第4章 イベリアの諸王朝と国家形成の挫折

この章の目次

エスパーニャ史のパラドクス

1 イスラムの支配とレコンキスタ

ⅰ ローマ期から西ゴート王国まで

ⅱ イスラムの支配

2 イスラム支配の黄昏とレコンキスタ

ⅰ イスラム王権の衰退

ⅱ レコンキスタの優越

ⅲ イスラム王朝の滅亡

ⅳ イスラム期の都市と商業

3 レコンキスタとキリスト教諸王権の展開

ⅰ キリスト教君侯権力の形成

イスパニア北東部とフランスとの結びつき

ⅱ 諸王権の支配圏域の拡大

ⅲ レコンキスタがもたらした社会的刻印

ⅳ メスタ評議会とカスティーリャ王権

ⅴ アラゴン・カタルーニャの地中海進出

4 14―15世紀の危機と諸王国

ⅰ アラゴン、カタルーニャの停滞

ⅱ カスティーリャの危機と羊毛貿易

ⅲ カスティーリャ王権と貴族、地方都市

ⅳ 同君連合としてのエスパーニャの成立

5 カスティーリャ王権の集権化とその限界

ⅰ カスティーリャ王権の再編

ⅱ 国家装置としての異端審問制度

集権化と言語

ⅲ 王権による都市支配の拡大

ⅳ 王権とメスタ評議会

ⅴ グラナーダの征圧

6 アラゴン王国の併合とイタリア進出

ⅰ エスパーニャ王権の統治思想

ⅱ アラゴン地方の分立構造

ⅲ イタリアへの進出

7 アメリカ大陸への進出と植民地経営

ⅰ 征服と植民地での経営

ⅱ 植民者と本国による統制

ⅲ アメリカ大陸での分業体系

8 「帝国政策」とエスパーニャの凋落

ⅰ ハプスブルク王朝と「継ぎはぎの帝国」

ⅱ 都市の反乱と王権の再編

諸王国と域外領地

インディアス会議とアメリカ植民地

ⅲ 虚像としての帝国

9 エスパーニャ経済とアメリカ貿易

ⅰ カスティーリャ域内経済の疲弊

ⅱ 新世界貿易の影響

ⅲ 帝国政策の代償

三十年戦争

10 ポルトゥガルの併合と分離

11 エスパーニャの分裂と没落

ⅰ エスパーニャ社会における王権と宗教

ⅱ 持続する分裂要因

ⅲ カタルーニャの反乱と戦乱

ⅳ 王権と国家形成

ⅱ 諸王権の支配圏域の拡大

  1031年のカリフ王朝の解体によって、キリスト教君侯権力とレコンキスタの軍事的・政治的優位は決定的になった。
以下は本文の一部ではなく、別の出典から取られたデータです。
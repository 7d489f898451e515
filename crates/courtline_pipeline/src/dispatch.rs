//! Work dispatch across entities.
//!
//! Both modes hand each unit of work its inputs by value and run it on
//! a spawned task, so a panic inside one entity's work converts to a
//! `ProcessingError` skip instead of taking the run down. Sequential
//! mode exists for debugging and for destinations that dislike
//! concurrent readers.

use courtline_protocol::defaults::PROGRESS_LOG_INTERVAL;
use courtline_protocol::{ProcessOutcome, SkipCategory};
use std::collections::HashMap;
use std::future::Future;
use std::sync::Arc;
use tokio::sync::Semaphore;
use tokio::task::{JoinError, JoinSet};
use tracing::{error, info};

const DEFAULT_WORKERS: usize = 8;

/// How units of work are scheduled.
#[derive(Debug, Clone, Copy, PartialEq, Eq)]
pub enum ExecutionMode {
    /// Spawned tasks bounded by a semaphore.
    Concurrent { workers: usize },
    /// One entity at a time, in roster order.
    Sequential,
}

impl Default for ExecutionMode {
    fn default() -> Self {
        ExecutionMode::Concurrent {
            workers: DEFAULT_WORKERS,
        }
    }
}

/// Requested worker count clamped to what the host can actually run.
fn effective_workers(requested: usize) -> usize {
    let cap = std::thread::available_parallelism()
        .map(|n| n.get())
        .unwrap_or(DEFAULT_WORKERS);
    requested.clamp(1, cap)
}

/// Runs one async unit of work per entity under the configured mode.
pub struct WorkDispatcher {
    mode: ExecutionMode,
}

impl WorkDispatcher {
    pub fn new(mode: ExecutionMode) -> Self {
        Self { mode }
    }

    /// Dispatch `items` through `work`. Concurrent mode returns outcomes
    /// in completion order; sequential mode in input order. Either way
    /// every input produces exactly one `(entity_id, outcome)` pair.
    pub async fn dispatch<I, F, Fut>(
        &self,
        items: Vec<(String, I)>,
        work: F,
    ) -> Vec<(String, ProcessOutcome)>
    where
        I: Send + 'static,
        F: Fn(String, I) -> Fut + Send + Sync + 'static,
        Fut: Future<Output = ProcessOutcome> + Send + 'static,
    {
        match self.mode {
            ExecutionMode::Sequential => sequential(items, work).await,
            ExecutionMode::Concurrent { workers } => {
                concurrent(items, work, effective_workers(workers)).await
            }
        }
    }
}

async fn sequential<I, F, Fut>(items: Vec<(String, I)>, work: F) -> Vec<(String, ProcessOutcome)>
where
    I: Send + 'static,
    F: Fn(String, I) -> Fut + Send + Sync + 'static,
    Fut: Future<Output = ProcessOutcome> + Send + 'static,
{
    let work = Arc::new(work);
    let total = items.len();
    let mut outcomes = Vec::with_capacity(total);

    for (entity_id, input) in items {
        let work = Arc::clone(&work);
        let task_id = entity_id.clone();
        let handle = tokio::spawn(async move { work(task_id, input).await });
        let outcome = match handle.await {
            Ok(outcome) => outcome,
            Err(err) => panic_outcome(&entity_id, &err),
        };
        outcomes.push((entity_id, outcome));
        log_progress(outcomes.len(), total);
    }
    outcomes
}

async fn concurrent<I, F, Fut>(
    items: Vec<(String, I)>,
    work: F,
    workers: usize,
) -> Vec<(String, ProcessOutcome)>
where
    I: Send + 'static,
    F: Fn(String, I) -> Fut + Send + Sync + 'static,
    Fut: Future<Output = ProcessOutcome> + Send + 'static,
{
    let work = Arc::new(work);
    let semaphore = Arc::new(Semaphore::new(workers));
    let total = items.len();
    info!(total, workers, "dispatching concurrent work");

    let mut set: JoinSet<(String, ProcessOutcome)> = JoinSet::new();
    let mut names: HashMap<tokio::task::Id, String> = HashMap::with_capacity(total);

    for (entity_id, input) in items {
        let work = Arc::clone(&work);
        let semaphore = Arc::clone(&semaphore);
        let task_id = entity_id.clone();
        let handle = set.spawn(async move {
            // The semaphore is never closed, so acquisition cannot fail.
            let _permit = semaphore.acquire_owned().await.ok();
            let outcome = work(task_id.clone(), input).await;
            (task_id, outcome)
        });
        names.insert(handle.id(), entity_id);
    }

    let mut outcomes = Vec::with_capacity(total);
    while let Some(joined) = set.join_next_with_id().await {
        let pair = match joined {
            Ok((_, pair)) => pair,
            Err(err) => {
                let entity_id = names.get(&err.id()).cloned().unwrap_or_default();
                let outcome = panic_outcome(&entity_id, &err);
                (entity_id, outcome)
            }
        };
        outcomes.push(pair);
        log_progress(outcomes.len(), total);
    }
    outcomes
}

fn panic_outcome(entity_id: &str, err: &JoinError) -> ProcessOutcome {
    error!(entity_id, error = %err, "unit of work panicked");
    ProcessOutcome::skipped(
        SkipCategory::ProcessingError,
        format!("unit of work panicked: {}", err),
    )
}

fn log_progress(done: usize, total: usize) {
    if done == total || done % PROGRESS_LOG_INTERVAL == 0 {
        info!(done, total, "dispatch progress");
    }
}
//! Shared value types for the Courtline feature pipeline.
//!
//! Everything here is plain data: records exchanged between the pipeline
//! components, the static source catalog, fixed defaults, and the
//! idempotency content hash. No I/O lives in this crate.

pub mod defaults;
pub mod hash;
pub mod sources;
pub mod types;

pub use hash::{canonical_number, content_hash, HashValue};
pub use sources::{CatalogError, ComputedKind, FieldKind, FieldSpec, SourceCatalog, UpstreamSourceSpec};
pub use types::{
    AnalysisScope, BreakerState, CircuitBreakerRecord, CompletenessWindow, FeatureRecord,
    FeatureValue, ProcessOutcome, QualityTier, RunSummary, SkipCategory, SourceSnapshot,
    SourceTier, WindowKind,
};
//! The per-entity feature pipeline: multi-source resolution with
//! fallback, completeness gating, circuit breaking, idempotent batched
//! writes, and the run driver that ties them together.

pub mod breaker;
pub mod completeness;
pub mod config;
pub mod dispatch;
pub mod error;
pub mod gate;
pub mod processor;
pub mod quality;
pub mod resolver;
pub mod run;
pub mod writer;

pub use breaker::{BreakerBook, BreakerStatus};
pub use completeness::{CalendarIndex, CompletenessEvaluator};
pub use config::{standard_windows, PipelineConfig, WindowSpec};
pub use dispatch::{ExecutionMode, WorkDispatcher};
pub use error::{PipelineError, Result};
pub use gate::GateDecision;
pub use processor::{EntityInput, EntityProcessor};
pub use resolver::{ResolvedFeatures, Resolver, SourceBundle};
pub use run::PipelineRun;
pub use writer::{BatchWriter, FeatureSink, SinkError, WriteStats};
そしてその後13世紀末葉までには、バレンシーアやアンダルシーア地方の大半がキリスト教勢力の支配下に入った。辺境のイスラム領主たちの支配圏域(群小侯国)は、キリスト教諸王権の保護領あるいは属領となって、パーリア(貢租)を支払いながら半ば自立的な地方的権力を行使した。11世紀半ば以降、レコンキスタの進展とともに人口は大幅に増加し、フロンティアの再植民運動と北部での開墾によって拡大した耕地での農業生産の発展が人口を支えた。
  11世紀後半にはナバーラ王国の優位が崩れ、カスティーリャ=レオン王権、アラゴン王権、バルセローナ伯、ポルトゥガル伯は相互に対抗し、フランク王国や教皇庁を巻き込み、君主連合の組み合わせを変えながら、レコンキスタと領域国家形成を進めていった。カスティーリャ=レオン王国はアルフォンソ6世治下でトレードを奪回し、タホ河流域までフロンティアを南下させた。アルフォンソは教皇から皇帝の称号を与えられ、イベリアの諸王権・君侯に宗主権を主張し、レコンキスタの主導権を握った。だが、ルシタニア(イベリア南西地方)では、12世紀にポルトゥガル伯は王権としての自立化を進めた。
  12世紀中葉には、カスティーリャでは拡大した辺境の防衛のためにカラトラーバ、アルカンタラ、サンティアーゴに騎士修道会(宗教騎士団)が創設された。1212年、カスティーリャ王はアラゴン王国、ナバーラ王国、西フランクの諸侯、教皇の支援を得てラス・ナバス・デ・トローサでムワヒド軍を破った。これがレコンキスタの局面を転換する画期となった。1230年にはフェルナンド3世がレオン王国を併合して、カスティーリャ王国が成立した。カスティーリャは、36年にはコルドバ、48年にはセビーリャを攻略して、最後に残ったイスラム・ナスル王朝グラナーダ王を臣従させた。64年にはムデハル反乱を鎮圧した。1325年にはサラードでイスラム軍を撃破、44年にはアルヘシラスを攻略した。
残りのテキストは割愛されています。